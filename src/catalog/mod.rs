//! Token catalogs
//!
//! Static, process-wide token lists for every content-negotiation header family.
//! Each family has a `common` subset (what real browsers tend to send) and an `all`
//! superset, registered under labels such as `"mime/common"` or `"charset/all"`.

mod charset;
mod encoding;
mod language;
mod mime;

use once_cell::sync::Lazy;
use serde::{Deserialize, Serialize};
use std::collections::HashMap;
use std::fmt;

/// A static list of header tokens
pub type TokenList = &'static [&'static str];

/// Header families that draw their tokens from a catalog
#[derive(Debug, Clone, Copy, PartialEq, Eq, Hash, Serialize, Deserialize)]
#[serde(rename_all = "lowercase")]
pub enum Family {
    Mime,
    Charset,
    Encoding,
    Language,
}

impl Family {
    pub const ALL: [Family; 4] = [
        Family::Mime,
        Family::Charset,
        Family::Encoding,
        Family::Language,
    ];

    /// Label prefix used in the registry
    pub fn prefix(&self) -> &'static str {
        match self {
            Family::Mime => "mime",
            Family::Charset => "charset",
            Family::Encoding => "encoding",
            Family::Language => "language",
        }
    }

    /// Catch-all token appended as the lowest-priority fallback
    pub fn wildcard(&self) -> &'static str {
        match self {
            Family::Mime => "*/*",
            Family::Charset | Family::Encoding | Family::Language => "*",
        }
    }

    /// HTTP header carrying values of this family
    pub fn header_name(&self) -> &'static str {
        match self {
            Family::Mime => "Accept",
            Family::Charset => "Accept-Charset",
            Family::Encoding => "Accept-Encoding",
            Family::Language => "Accept-Language",
        }
    }
}

impl fmt::Display for Family {
    fn fmt(&self, f: &mut fmt::Formatter<'_>) -> fmt::Result {
        f.write_str(self.prefix())
    }
}

/// Which slice of a family's catalog to draw from
#[derive(Debug, Clone, Copy, PartialEq, Eq, Hash)]
pub enum Subset {
    Common,
    All,
}

impl Subset {
    pub const ALL: [Subset; 2] = [Subset::Common, Subset::All];

    fn suffix(&self) -> &'static str {
        match self {
            Subset::Common => "common",
            Subset::All => "all",
        }
    }
}

static REGISTRY: Lazy<HashMap<String, TokenList>> = Lazy::new(|| {
    let mut registry = HashMap::new();
    for family in Family::ALL {
        for subset in Subset::ALL {
            registry.insert(label(family, subset), tokens(family, subset));
        }
    }
    registry
});

/// Registry label for a family/subset pair, e.g. `"encoding/common"`
pub fn label(family: Family, subset: Subset) -> String {
    format!("{}/{}", family.prefix(), subset.suffix())
}

/// Tokens for a family/subset pair
pub fn tokens(family: Family, subset: Subset) -> TokenList {
    match (family, subset) {
        (Family::Mime, Subset::Common) => mime::COMMON,
        (Family::Mime, Subset::All) => mime::ALL,
        (Family::Charset, Subset::Common) => charset::COMMON,
        (Family::Charset, Subset::All) => charset::ALL,
        (Family::Encoding, Subset::Common) => encoding::COMMON,
        (Family::Encoding, Subset::All) => encoding::ALL,
        (Family::Language, Subset::Common) => language::COMMON,
        (Family::Language, Subset::All) => language::ALL,
    }
}

/// Look up a token list by its registry label
pub fn get(label: &str) -> Option<TokenList> {
    REGISTRY.get(label).copied()
}

/// All registered labels, sorted
pub fn labels() -> Vec<&'static str> {
    let mut labels: Vec<&'static str> = REGISTRY.keys().map(|s| s.as_str()).collect();
    labels.sort_unstable();
    labels
}

#[cfg(test)]
mod tests {
    use super::*;
    use std::collections::HashSet;

    #[test]
    fn test_registry_labels() {
        let labels = labels();
        assert_eq!(labels.len(), 8);
        assert!(labels.contains(&"mime/common"));
        assert!(labels.contains(&"charset/all"));
        assert!(get("trident/all").is_none());
    }

    #[test]
    fn test_common_is_subset_of_all() {
        for family in Family::ALL {
            let all: HashSet<_> = tokens(family, Subset::All).iter().collect();
            for token in tokens(family, Subset::Common) {
                assert!(all.contains(token), "{} missing from {}/all", token, family);
            }
        }
    }

    #[test]
    fn test_tokens_are_header_safe() {
        for label in labels() {
            for token in get(label).unwrap() {
                assert!(!token.is_empty());
                assert!(!token.contains([',', ';', ' ']), "bad token {:?} in {}", token, label);
            }
        }
    }

    #[test]
    fn test_wildcards() {
        assert_eq!(Family::Mime.wildcard(), "*/*");
        assert_eq!(Family::Encoding.wildcard(), "*");
        assert_eq!(Family::Charset.header_name(), "Accept-Charset");
    }
}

Exercise aim
Copy out every line from the material above in which the word "self" appears.

Exercise answer
    pub fn prefix(&self) -> &'static str {
        match self {
    pub fn wildcard(&self) -> &'static str {
        match self {
    pub fn header_name(&self) -> &'static str {
        match self {
    fn fmt(&self, f: &mut fmt::Formatter<'_>) -> fmt::Result {
        f.write_str(self.prefix())
    fn suffix(&self) -> &'static str {
        match self {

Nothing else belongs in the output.